# Work task:
Below are the records; count the lines that include the string "time" and give only that number.

# Data to process:
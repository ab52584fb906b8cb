use anyhow::Result;
use chrono::Utc;

use wordgarden_lib::progress::tracker;

use crate::app::App;
use crate::render::terminal::{self, Color};
use crate::OutputFormat;

pub fn run(app: &App, format: &OutputFormat, use_color: bool) -> Result<()> {
    let state = app.session.state();
    let stats = &state.stats;
    let due = app.session.due_words(Utc::now()).len();
    let progress = app.session.daily_progress();

    match format {
        OutputFormat::Json => {
            let output = serde_json::json!({
                "stars": stats.stars,
                "streak": stats.streak,
                "wordsMastered": stats.words_mastered,
                "wordsLearnedToday": stats.words_learned_today,
                "dailyGoal": stats.daily_goal,
                "dailyProgress": progress,
                "goalReached": tracker::goal_reached(stats),
                "currentCategory": state.current_category,
                "dueCount": due,
                "wrongWordCount": state.wrong_words.len(),
            });
            println!("{}", serde_json::to_string_pretty(&output)?);
        }
        OutputFormat::Plain => {
            println!("{}", terminal::paint("WordGarden", Color::BOLD, use_color));
            println!("  Stars:     {}", stats.stars);
            println!("  Streak:    {} day(s)", stats.streak);
            println!("  Mastered:  {} word(s)", stats.words_mastered);
            println!(
                "  Today:     {} {}/{}{}",
                terminal::progress_bar(progress, 20),
                stats.words_learned_today,
                stats.daily_goal,
                if tracker::goal_reached(stats) {
                    terminal::paint("  goal reached!", Color::GREEN, use_color)
                } else {
                    String::new()
                }
            );
            println!("  Pack:      {}", state.current_category);

            let due_line = format!("{} word(s) due for review", due);
            if due > 0 {
                println!("  {}", terminal::paint(&due_line, Color::YELLOW, use_color));
            } else {
                println!("  {}", terminal::paint(&due_line, Color::DIM, use_color));
            }
        }
    }

    Ok(())
}
//! Retry with exponential backoff for rate-limited calls

use std::future::Future;
use std::time::Duration;

use super::error::GatewayError;

/// Default number of retries after the first attempt
pub const DEFAULT_MAX_RETRIES: u32 = 2;
/// Default delay before the first retry
pub const DEFAULT_INITIAL_BACKOFF: Duration = Duration::from_secs(2);

#[derive(Debug, Clone)]
pub struct RetryPolicy {
    pub max_retries: u32,
    pub initial_backoff: Duration,
}

impl Default for RetryPolicy {
    fn default() -> Self {
        Self {
            max_retries: DEFAULT_MAX_RETRIES,
            initial_backoff: DEFAULT_INITIAL_BACKOFF,
        }
    }
}

impl RetryPolicy {
    /// Run `op`, retrying only rate-limit failures. The delay doubles after each retry.
    pub async fn run<T, F, Fut>(&self, label: &str, mut op: F) -> Result<T, GatewayError>
    where
        F: FnMut() -> Fut,
        Fut: Future<Output = Result<T, GatewayError>>,
    {
        let mut backoff = self.initial_backoff;
        let mut retries_left = self.max_retries;

        loop {
            match op().await {
                Ok(value) => return Ok(value),
                Err(e) if e.is_retryable() && retries_left > 0 => {
                    log::warn!(
                        "gateway: {} rate limited, retrying in {:?} ({} retries left): {}",
                        label,
                        backoff,
                        retries_left,
                        e,
                    );
                    tokio::time::sleep(backoff).await;
                    backoff = backoff.saturating_mul(2);
                    retries_left -= 1;
                }
                Err(e) => return Err(e),
            }
        }
    }
}

#[cfg(test)]
mod tests {
    use super::*;
    use std::sync::atomic::{AtomicU32, Ordering};
    use tokio::time::Instant;

    fn rate_limited() -> GatewayError {
        GatewayError::RateLimited("429".to_string())
    }

    #[tokio::test(start_paused = true)]
    async fn test_retries_rate_limits_with_doubling_delay() {
        let calls = AtomicU32::new(0);
        let started = Instant::now();

        let result = RetryPolicy::default()
            .run("test", || async {
                if calls.fetch_add(1, Ordering::SeqCst) < 2 {
                    Err(rate_limited())
                } else {
                    Ok(7)
                }
            })
            .await;

        assert_eq!(result.unwrap(), 7);
        assert_eq!(calls.load(Ordering::SeqCst), 3);
        // 2s then 4s
        let elapsed = started.elapsed();
        assert!(elapsed >= Duration::from_secs(6), "{:?}", elapsed);
        assert!(elapsed < Duration::from_millis(6_050), "{:?}", elapsed);
    }

    #[tokio::test(start_paused = true)]
    async fn test_gives_up_after_bound() {
        let calls = AtomicU32::new(0);

        let result: Result<(), _> = RetryPolicy::default()
            .run("test", || async {
                calls.fetch_add(1, Ordering::SeqCst);
                Err(rate_limited())
            })
            .await;

        assert!(matches!(result, Err(GatewayError::RateLimited(_))));
        assert_eq!(calls.load(Ordering::SeqCst), 3);
    }

    #[tokio::test(start_paused = true)]
    async fn test_terminal_errors_fail_fast() {
        let calls = AtomicU32::new(0);
        let started = Instant::now();

        let result: Result<(), _> = RetryPolicy::default()
            .run("test", || async {
                calls.fetch_add(1, Ordering::SeqCst);
                Err(GatewayError::Api {
                    status: 500,
                    message: "boom".to_string(),
                })
            })
            .await;

        assert!(matches!(result, Err(GatewayError::Api { status: 500, .. })));
        assert_eq!(calls.load(Ordering::SeqCst), 1);
        assert!(started.elapsed() < Duration::from_millis(1));
    }
}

# Task solution:
3